• DATASET RECORDS:
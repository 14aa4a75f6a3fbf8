use super::model::StoreKey;
use anyhow::{Context, Result};
use serde::{de::DeserializeOwned, Serialize};
use sqlx::sqlite::{SqliteConnectOptions, SqliteJournalMode, SqlitePoolOptions, SqliteSynchronous};
use sqlx::SqlitePool;
use std::str::FromStr;
use tracing::instrument;

pub type Pool = SqlitePool;

/// Open (creating if needed) the database behind `database_url`, with WAL
/// and full durability.
pub async fn init_pool(database_url: &str) -> Result<Pool> {
    let options = connect_options(database_url)?;
    let pool = SqlitePoolOptions::new()
        .max_connections(4)
        .connect_with(options)
        .await
        .with_context(|| format!("failed to open database {}", database_url))?;
    Ok(pool)
}

/// Single-connection in-memory database with migrations applied. Every
/// query must see the same memory database, hence one connection that is
/// never recycled.
pub async fn init_memory_pool() -> Result<Pool> {
    let options = SqliteConnectOptions::from_str("sqlite::memory:")?;
    let pool = SqlitePoolOptions::new()
        .max_connections(1)
        .idle_timeout(None)
        .max_lifetime(None)
        .connect_with(options)
        .await?;
    run_migrations(&pool).await?;
    Ok(pool)
}

/// Expand a leading `~/` in file-backed URLs and make sure the parent
/// directory exists. In-memory URLs pass through untouched.
fn connect_options(url: &str) -> Result<SqliteConnectOptions> {
    if url.starts_with("sqlite::memory") {
        return Ok(SqliteConnectOptions::from_str(url)?);
    }

    let expanded = match url
        .strip_prefix("sqlite://~/")
        .or_else(|| url.strip_prefix("sqlite:~/"))
    {
        Some(rest) => match std::env::var("HOME") {
            Ok(home) => format!("sqlite://{}/{}", home.trim_end_matches('/'), rest),
            Err(_) => url.to_string(),
        },
        None => url.to_string(),
    };

    let options = SqliteConnectOptions::from_str(&expanded)
        .with_context(|| format!("invalid database url {}", url))?
        .create_if_missing(true)
        .journal_mode(SqliteJournalMode::Wal)
        .synchronous(SqliteSynchronous::Full);

    let filename = options.clone().get_filename();
    if let Some(parent) = filename.parent() {
        if !parent.as_os_str().is_empty() {
            std::fs::create_dir_all(parent)
                .with_context(|| format!("failed to create {}", parent.display()))?;
        }
    }
    Ok(options)
}

pub async fn run_migrations(pool: &Pool) -> Result<()> {
    sqlx::migrate!("./migrations").run(pool).await?;
    Ok(())
}

/// Read one document; `None` when the key was never written.
#[instrument(skip_all, fields(key = key.as_str()))]
pub async fn get_json<T: DeserializeOwned>(pool: &Pool, key: StoreKey) -> Result<Option<T>> {
    let raw: Option<String> = sqlx::query_scalar("SELECT value FROM kv_store WHERE key = ?")
        .bind(key.as_str())
        .fetch_optional(pool)
        .await
        .with_context(|| format!("failed to read {}", key.as_str()))?;
    match raw {
        Some(raw) => {
            let value = serde_json::from_str(&raw)
                .with_context(|| format!("corrupt document under {}", key.as_str()))?;
            Ok(Some(value))
        }
        None => Ok(None),
    }
}

/// Replace one document.
#[instrument(skip_all, fields(key = key.as_str()))]
pub async fn put_json<T: Serialize>(pool: &Pool, key: StoreKey, value: &T) -> Result<()> {
    let raw = serde_json::to_string(value)?;
    sqlx::query(UPSERT)
        .bind(key.as_str())
        .bind(raw)
        .execute(pool)
        .await
        .with_context(|| format!("failed to write {}", key.as_str()))?;
    Ok(())
}

/// Replace several documents in one transaction.
#[instrument(skip_all, fields(count = docs.len()))]
pub async fn put_documents(pool: &Pool, docs: &[(StoreKey, String)]) -> Result<()> {
    let mut tx = pool.begin().await?;
    for (key, raw) in docs {
        sqlx::query(UPSERT)
            .bind(key.as_str())
            .bind(raw)
            .execute(&mut *tx)
            .await
            .with_context(|| format!("failed to write {}", key.as_str()))?;
    }
    tx.commit().await.context("failed to commit store write")?;
    Ok(())
}

const UPSERT: &str = "INSERT INTO kv_store (key, value, updated_at) VALUES (?, ?, CURRENT_TIMESTAMP) \
     ON CONFLICT(key) DO UPDATE SET value = excluded.value, updated_at = excluded.updated_at";

#[cfg(test)]
mod tests {
    use super::*;

    #[tokio::test]
    async fn put_then_get_roundtrips_and_overwrites() {
        let pool = init_memory_pool().await.unwrap();

        let missing: Option<Vec<i64>> = get_json(&pool, StoreKey::DeleteQueue).await.unwrap();
        assert!(missing.is_none());

        put_json(&pool, StoreKey::DeleteQueue, &vec![1_i64, 2]).await.unwrap();
        put_json(&pool, StoreKey::DeleteQueue, &vec![3_i64]).await.unwrap();
        let stored: Option<Vec<i64>> = get_json(&pool, StoreKey::DeleteQueue).await.unwrap();
        assert_eq!(stored, Some(vec![3]));

        let rows: i64 = sqlx::query_scalar("SELECT COUNT(*) FROM kv_store")
            .fetch_one(&pool)
            .await
            .unwrap();
        assert_eq!(rows, 1);
    }

    #[tokio::test]
    async fn put_documents_writes_every_key() {
        let pool = init_memory_pool().await.unwrap();
        put_documents(
            &pool,
            &[
                (StoreKey::Snapshot, "[]".into()),
                (StoreKey::LastRefresh, "null".into()),
            ],
        )
        .await
        .unwrap();
        let snap: Option<Vec<serde_json::Value>> =
            get_json(&pool, StoreKey::Snapshot).await.unwrap();
        assert_eq!(snap, Some(vec![]));
    }

    #[tokio::test]
    async fn file_pool_creates_parent_directory() {
        let td = tempfile::tempdir().unwrap();
        let path = td.path().join("nested").join("quotes.db");
        let url = format!("sqlite://{}", path.display());
        let pool = init_pool(&url).await.unwrap();
        run_migrations(&pool).await.unwrap();
        assert!(path.exists());

        let mode: String = sqlx::query_scalar("PRAGMA journal_mode")
            .fetch_one(&pool)
            .await
            .unwrap();
        assert_eq!(mode, "wal");
    }
}
use std::fmt;

#[derive(Debug, Clone, Copy, PartialEq, Eq)]
pub enum NamespaceKind {
    Static,
    Dynamic,
    Api,
}

impl NamespaceKind {
    pub const ALL: [NamespaceKind; 3] = [
        NamespaceKind::Static,
        NamespaceKind::Dynamic,
        NamespaceKind::Api,
    ];

    pub fn as_str(&self) -> &'static str {
        match self {
            NamespaceKind::Static => "static",
            NamespaceKind::Dynamic => "dynamic",
            NamespaceKind::Api => "api",
        }
    }
}

impl fmt::Display for NamespaceKind {
    fn fmt(&self, f: &mut fmt::Formatter<'_>) -> fmt::Result {
        f.write_str(self.as_str())
    }
}

/// The three namespace names owned by one deployed version:
/// `<prefix>-<kind>-<version>`.
#[derive(Debug, Clone, PartialEq, Eq)]
pub struct Namespaces {
    prefix: String,
    version: String,
}

impl Namespaces {
    pub fn new(prefix: impl Into<String>, version: impl Into<String>) -> Self {
        Self {
            prefix: prefix.into(),
            version: version.into(),
        }
    }

    pub fn version(&self) -> &str {
        &self.version
    }

    pub fn name(&self, kind: NamespaceKind) -> String {
        format!("{}-{}-{}", self.prefix, kind.as_str(), self.version)
    }

    pub fn current(&self) -> Vec<String> {
        NamespaceKind::ALL.iter().map(|k| self.name(*k)).collect()
    }

    /// True for namespaces this app created under any other version.
    /// Names outside the app prefix are never touched.
    pub fn is_stale(&self, name: &str) -> bool {
        let owned = name
            .strip_prefix(self.prefix.as_str())
            .map(|rest| rest.starts_with('-'))
            .unwrap_or(false);
        owned && !self.current().iter().any(|c| c == name)
    }
}
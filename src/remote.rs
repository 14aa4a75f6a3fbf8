use crate::intercept::fetch::{Fetch, FetchError, Method, Request, Response, ResponseSource};
use crate::model::{FailureKind, Quote, QuotePayload};
use async_trait::async_trait;
use reqwest::Url;
use serde::Deserialize;
use std::fmt;
use std::sync::Arc;
use thiserror::Error;
use tracing::{debug, instrument, warn};

#[derive(Debug, Error, Clone, PartialEq, Eq)]
pub enum RemoteError {
    #[error("remote unreachable: {0}")]
    Connectivity(String),
    #[error("remote rejected request ({status}): {message}")]
    Rejected { status: u16, message: String },
}

impl RemoteError {
    pub fn kind(&self) -> FailureKind {
        match self {
            RemoteError::Connectivity(_) => FailureKind::Connectivity,
            RemoteError::Rejected { .. } => FailureKind::Rejected,
        }
    }

    fn rejected(status: u16, message: impl Into<String>) -> Self {
        RemoteError::Rejected {
            status,
            message: message.into(),
        }
    }
}

impl From<FetchError> for RemoteError {
    fn from(e: FetchError) -> Self {
        RemoteError::Connectivity(e.to_string())
    }
}

/// The remote quotation authority.
#[async_trait]
pub trait QuoteRemote: Send + Sync {
    /// Create a record; returns the permanent id the authority assigned.
    async fn create(&self, payload: &QuotePayload) -> Result<i64, RemoteError>;
    async fn update(&self, id: i64, payload: &QuotePayload) -> Result<(), RemoteError>;
    async fn delete(&self, id: i64) -> Result<(), RemoteError>;
    async fn list(&self) -> Result<Vec<Quote>, RemoteError>;
}

#[derive(Debug, Deserialize)]
struct Ack {
    #[serde(default)]
    success: bool,
    #[serde(default)]
    id: Option<i64>,
    #[serde(default, alias = "error")]
    message: Option<String>,
}

/// JSON client for the `api/quotes` endpoints. Every request goes through
/// `transport`, which in production is the interception worker.
#[derive(Clone)]
pub struct HttpRemote {
    base_url: Url,
    transport: Arc<dyn Fetch>,
}

impl fmt::Debug for HttpRemote {
    fn fmt(&self, f: &mut fmt::Formatter<'_>) -> fmt::Result {
        f.debug_struct("HttpRemote")
            .field("base_url", &self.base_url)
            .finish_non_exhaustive()
    }
}

impl HttpRemote {
    pub fn new(base_url: Url, transport: Arc<dyn Fetch>) -> Self {
        Self {
            base_url,
            transport,
        }
    }

    fn endpoint(&self, path: &str) -> Result<Url, RemoteError> {
        self.base_url
            .join(path)
            .map_err(|e| RemoteError::rejected(0, format!("invalid endpoint {}: {}", path, e)))
    }

    async fn acknowledged(&self, request: Request) -> Result<Ack, RemoteError> {
        let res = self.transport.fetch(request).await?;
        if res.is_offline_fallback() {
            return Err(RemoteError::Connectivity("served offline fallback".into()));
        }
        check_status(&res)?;
        let ack: Ack = res
            .json()
            .map_err(|e| RemoteError::rejected(res.status, format!("undecodable body: {}", e)))?;
        if !ack.success {
            let message = ack
                .message
                .unwrap_or_else(|| "remote reported failure".to_string());
            return Err(RemoteError::rejected(res.status, message));
        }
        Ok(ack)
    }
}

fn check_status(res: &Response) -> Result<(), RemoteError> {
    if res.is_success() {
        return Ok(());
    }
    let message: String = res.text().chars().take(200).collect();
    Err(RemoteError::rejected(res.status, message))
}

#[async_trait]
impl QuoteRemote for HttpRemote {
    #[instrument(skip_all)]
    async fn create(&self, payload: &QuotePayload) -> Result<i64, RemoteError> {
        let url = self.endpoint("api/quotes")?;
        let request = Request::json(Method::Post, url, payload)
            .map_err(|e| RemoteError::rejected(0, e.to_string()))?;
        let ack = self.acknowledged(request).await?;
        ack.id
            .ok_or_else(|| RemoteError::rejected(200, "create acknowledged without an id"))
    }

    #[instrument(skip_all, fields(id = id))]
    async fn update(&self, id: i64, payload: &QuotePayload) -> Result<(), RemoteError> {
        let url = self.endpoint(&format!("api/quotes/{}", id))?;
        let request = Request::json(Method::Put, url, payload)
            .map_err(|e| RemoteError::rejected(0, e.to_string()))?;
        self.acknowledged(request).await?;
        Ok(())
    }

    #[instrument(skip_all, fields(id = id))]
    async fn delete(&self, id: i64) -> Result<(), RemoteError> {
        let url = self.endpoint(&format!("api/quotes/{}", id))?;
        self.acknowledged(Request::delete(url)).await?;
        Ok(())
    }

    #[instrument(skip_all)]
    async fn list(&self) -> Result<Vec<Quote>, RemoteError> {
        let url = self.endpoint("api/quotes")?;
        let res = self.transport.fetch(Request::get(url)).await?;
        if res.is_offline_fallback() {
            return Err(RemoteError::Connectivity("served offline fallback".into()));
        }
        check_status(&res)?;
        let quotes: Vec<Quote> = res
            .json()
            .map_err(|e| RemoteError::rejected(res.status, format!("undecodable list: {}", e)))?;
        if res.source == ResponseSource::Cache {
            warn!(count = quotes.len(), "quote list served from cache; it may predate confirmed changes");
        } else {
            debug!(count = quotes.len(), "fetched quote list");
        }
        Ok(quotes)
    }
}
pub mod config;
pub mod connectivity;
pub mod db;
pub mod engine;
pub mod events;
pub mod intercept;
pub mod model;
pub mod outbox;
pub mod remote;
pub mod state;

pub use engine::{SyncEngine, SyncSummary};
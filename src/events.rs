use crate::connectivity::Connectivity;
use crate::model::{BatchReport, QueueCounts};

/// Notifications published by the engine for front ends.
#[derive(Debug, Clone, PartialEq)]
pub enum SyncEvent {
    ConnectivityChanged(Connectivity),
    QueueCountsChanged(QueueCounts),
    BatchCompleted(BatchReport),
    /// A refresh from the remote authority replaced the confirmed records.
    Refreshed { records: usize },
}
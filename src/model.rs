use chrono::{DateTime, Utc};
use serde::{Deserialize, Serialize};
use std::fmt;
use uuid::Uuid;

/// Identity of a quote: a local placeholder until the remote authority
/// assigns its own integer id.
#[derive(Debug, Clone, PartialEq, Eq, Hash, Serialize, Deserialize)]
#[serde(untagged)]
pub enum RecordId {
    Remote(i64),
    Temp(String),
}

impl RecordId {
    /// Fresh temporary id of the form `temp_<unix-millis>_<9 chars>`.
    pub fn new_temp() -> Self {
        let entropy = Uuid::new_v4().simple().to_string();
        RecordId::Temp(format!(
            "temp_{}_{}",
            Utc::now().timestamp_millis(),
            &entropy[..9]
        ))
    }

    /// Parse user input: integers are remote ids, anything else is temporary.
    pub fn parse(raw: &str) -> Self {
        let trimmed = raw.trim().trim_start_matches('#');
        match trimmed.parse::<i64>() {
            Ok(id) => RecordId::Remote(id),
            Err(_) => RecordId::Temp(trimmed.to_string()),
        }
    }
}

impl fmt::Display for RecordId {
    fn fmt(&self, f: &mut fmt::Formatter<'_>) -> fmt::Result {
        match self {
            RecordId::Remote(id) => write!(f, "{}", id),
            RecordId::Temp(id) => f.write_str(id),
        }
    }
}

#[derive(Debug, Clone, Copy, Default, Serialize, Deserialize, PartialEq, Eq)]
#[serde(rename_all = "lowercase")]
pub enum QuoteStatus {
    #[default]
    Pending,
    Approved,
    Rejected,
}

impl QuoteStatus {
    pub fn as_str(&self) -> &'static str {
        match self {
            QuoteStatus::Pending => "pending",
            QuoteStatus::Approved => "approved",
            QuoteStatus::Rejected => "rejected",
        }
    }

    pub fn parse_status(s: &str) -> Option<Self> {
        match s {
            "pending" => Some(QuoteStatus::Pending),
            "approved" => Some(QuoteStatus::Approved),
            "rejected" => Some(QuoteStatus::Rejected),
            _ => None,
        }
    }
}

/// Every editable field of a quote. This is what create and update ship.
#[derive(Debug, Clone, PartialEq, Serialize, Deserialize)]
#[serde(rename_all = "camelCase")]
pub struct QuotePayload {
    pub product: String,
    pub quantity: i64,
    #[serde(default)]
    pub desired_packaging: String,
    #[serde(default)]
    pub estimated_price: f64,
    #[serde(default)]
    pub notes: String,
    #[serde(default)]
    pub status: QuoteStatus,
}

impl QuotePayload {
    pub fn new(product: impl Into<String>, quantity: i64) -> Self {
        Self {
            product: product.into(),
            quantity,
            desired_packaging: String::new(),
            estimated_price: 0.0,
            notes: String::new(),
            status: QuoteStatus::Pending,
        }
    }
}

/// Partial edit. Merge precedence, field by field: a `Some` in the patch
/// replaces the record value, a `None` keeps it.
#[derive(Debug, Clone, Default, PartialEq, Serialize, Deserialize)]
#[serde(rename_all = "camelCase")]
pub struct QuotePatch {
    pub product: Option<String>,
    pub quantity: Option<i64>,
    pub desired_packaging: Option<String>,
    pub estimated_price: Option<f64>,
    pub notes: Option<String>,
    pub status: Option<QuoteStatus>,
}

impl QuotePatch {
    pub fn is_empty(&self) -> bool {
        *self == QuotePatch::default()
    }

    pub fn apply(&self, quote: &mut Quote) {
        if let Some(product) = &self.product {
            quote.product = product.clone();
        }
        if let Some(quantity) = self.quantity {
            quote.quantity = quantity;
        }
        if let Some(packaging) = &self.desired_packaging {
            quote.desired_packaging = packaging.clone();
        }
        if let Some(price) = self.estimated_price {
            quote.estimated_price = price;
        }
        if let Some(notes) = &self.notes {
            quote.notes = notes.clone();
        }
        if let Some(status) = self.status {
            quote.status = status;
        }
    }
}

impl From<QuotePayload> for QuotePatch {
    fn from(p: QuotePayload) -> Self {
        Self {
            product: Some(p.product),
            quantity: Some(p.quantity),
            desired_packaging: Some(p.desired_packaging),
            estimated_price: Some(p.estimated_price),
            notes: Some(p.notes),
            status: Some(p.status),
        }
    }
}

/// A quotation as shown to the user.
#[derive(Debug, Clone, PartialEq, Serialize, Deserialize)]
#[serde(rename_all = "camelCase")]
pub struct Quote {
    pub id: RecordId,
    pub product: String,
    pub quantity: i64,
    #[serde(default)]
    pub desired_packaging: String,
    #[serde(default)]
    pub estimated_price: f64,
    #[serde(default)]
    pub notes: String,
    #[serde(default)]
    pub status: QuoteStatus,
    pub created_at: DateTime<Utc>,
    #[serde(default)]
    pub is_queued: bool,
    #[serde(default)]
    pub pending_edit: bool,
    #[serde(default)]
    pub pending_delete: bool,
}

impl Quote {
    pub fn from_payload(id: RecordId, payload: QuotePayload, created_at: DateTime<Utc>) -> Self {
        Self {
            id,
            product: payload.product,
            quantity: payload.quantity,
            desired_packaging: payload.desired_packaging,
            estimated_price: payload.estimated_price,
            notes: payload.notes,
            status: payload.status,
            created_at,
            is_queued: false,
            pending_edit: false,
            pending_delete: false,
        }
    }

    pub fn payload(&self) -> QuotePayload {
        QuotePayload {
            product: self.product.clone(),
            quantity: self.quantity,
            desired_packaging: self.desired_packaging.clone(),
            estimated_price: self.estimated_price,
            notes: self.notes.clone(),
            status: self.status,
        }
    }

    /// Drop every local-only flag; used when a record arrives from the remote.
    pub fn clear_flags(&mut self) {
        self.is_queued = false;
        self.pending_edit = false;
        self.pending_delete = false;
    }
}

#[derive(Debug, Clone, Copy, Default, Serialize, Deserialize, PartialEq, Eq)]
#[serde(rename_all = "lowercase")]
pub enum SyncStatus {
    #[default]
    Pending,
    Syncing,
    Failed,
}

impl SyncStatus {
    pub fn as_str(&self) -> &'static str {
        match self {
            SyncStatus::Pending => "pending",
            SyncStatus::Syncing => "syncing",
            SyncStatus::Failed => "failed",
        }
    }
}

/// Why the last replay of an entry failed.
#[derive(Debug, Clone, Copy, Serialize, Deserialize, PartialEq, Eq)]
#[serde(rename_all = "lowercase")]
pub enum FailureKind {
    /// Request never reached the remote authority.
    Connectivity,
    /// Remote authority answered with an error or an unusable body.
    Rejected,
}

impl FailureKind {
    pub fn as_str(&self) -> &'static str {
        match self {
            FailureKind::Connectivity => "connectivity",
            FailureKind::Rejected => "rejected",
        }
    }
}

#[derive(Debug, Clone, Copy, Serialize, Deserialize, PartialEq, Eq, Hash)]
pub enum QueueKind {
    Create,
    Update,
    Delete,
}

impl QueueKind {
    pub fn as_str(&self) -> &'static str {
        match self {
            QueueKind::Create => "create",
            QueueKind::Update => "update",
            QueueKind::Delete => "delete",
        }
    }
}

#[derive(Debug, Clone, PartialEq, Serialize, Deserialize)]
#[serde(rename_all = "camelCase")]
pub struct CreateEntry {
    pub temp_id: String,
    pub payload: QuotePayload,
    pub enqueued_at: DateTime<Utc>,
    #[serde(default)]
    pub status: SyncStatus,
    #[serde(default)]
    pub retries: u32,
    #[serde(default)]
    pub last_failure: Option<FailureKind>,
}

#[derive(Debug, Clone, PartialEq, Serialize, Deserialize)]
#[serde(rename_all = "camelCase")]
pub struct UpdateEntry {
    pub target: i64,
    pub payload: QuotePayload,
    pub enqueued_at: DateTime<Utc>,
    #[serde(default)]
    pub status: SyncStatus,
    #[serde(default)]
    pub retries: u32,
    #[serde(default)]
    pub last_failure: Option<FailureKind>,
}

#[derive(Debug, Clone, PartialEq, Serialize, Deserialize)]
#[serde(rename_all = "camelCase")]
pub struct DeleteEntry {
    pub target: i64,
    pub enqueued_at: DateTime<Utc>,
    #[serde(default)]
    pub status: SyncStatus,
    #[serde(default)]
    pub retries: u32,
    #[serde(default)]
    pub last_failure: Option<FailureKind>,
}

#[derive(Debug, Clone, Copy, Default, PartialEq, Eq, Serialize, Deserialize)]
pub struct QueueCounts {
    pub create: usize,
    pub update: usize,
    pub delete: usize,
}

impl QueueCounts {
    pub fn total(&self) -> usize {
        self.create + self.update + self.delete
    }
}

/// Outcome of replaying one queue.
#[derive(Debug, Clone, Copy, PartialEq, Eq)]
pub struct BatchReport {
    pub kind: QueueKind,
    pub succeeded: usize,
    pub failed: usize,
    /// Calls whose result no longer matched the queue: superseded by a
    /// newer edit or cancelled while in flight.
    pub skipped: usize,
}

impl BatchReport {
    pub fn empty(kind: QueueKind) -> Self {
        Self {
            kind,
            succeeded: 0,
            failed: 0,
            skipped: 0,
        }
    }
}
//! Caching interception layer.
//!
//! - `fetch`: request/response types, the `Fetch` seam and the reqwest
//!   network transport.
//! - `namespace`: versioned namespace names and stale detection.
//! - `strategy`: resource classification and the caching strategies.
//! - `worker`: the worker task, its lifecycle and `WorkerHandle`.

pub mod fetch;
pub mod namespace;
pub mod strategy;
pub mod worker;

pub use fetch::{Fetch, FetchError, Method, NetworkFetcher, Request, Response, ResponseSource};
pub use namespace::{NamespaceKind, Namespaces};
pub use strategy::{Classifier, ResourceClass};
pub use worker::{InstallReport, Phase, Worker, WorkerConfig, WorkerHandle};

• EXERCISE AIM: Count the lines holding the word "ResponseSource" in this material. Reply with the number and nothing else.

• EXPECTED OUTPUT: 3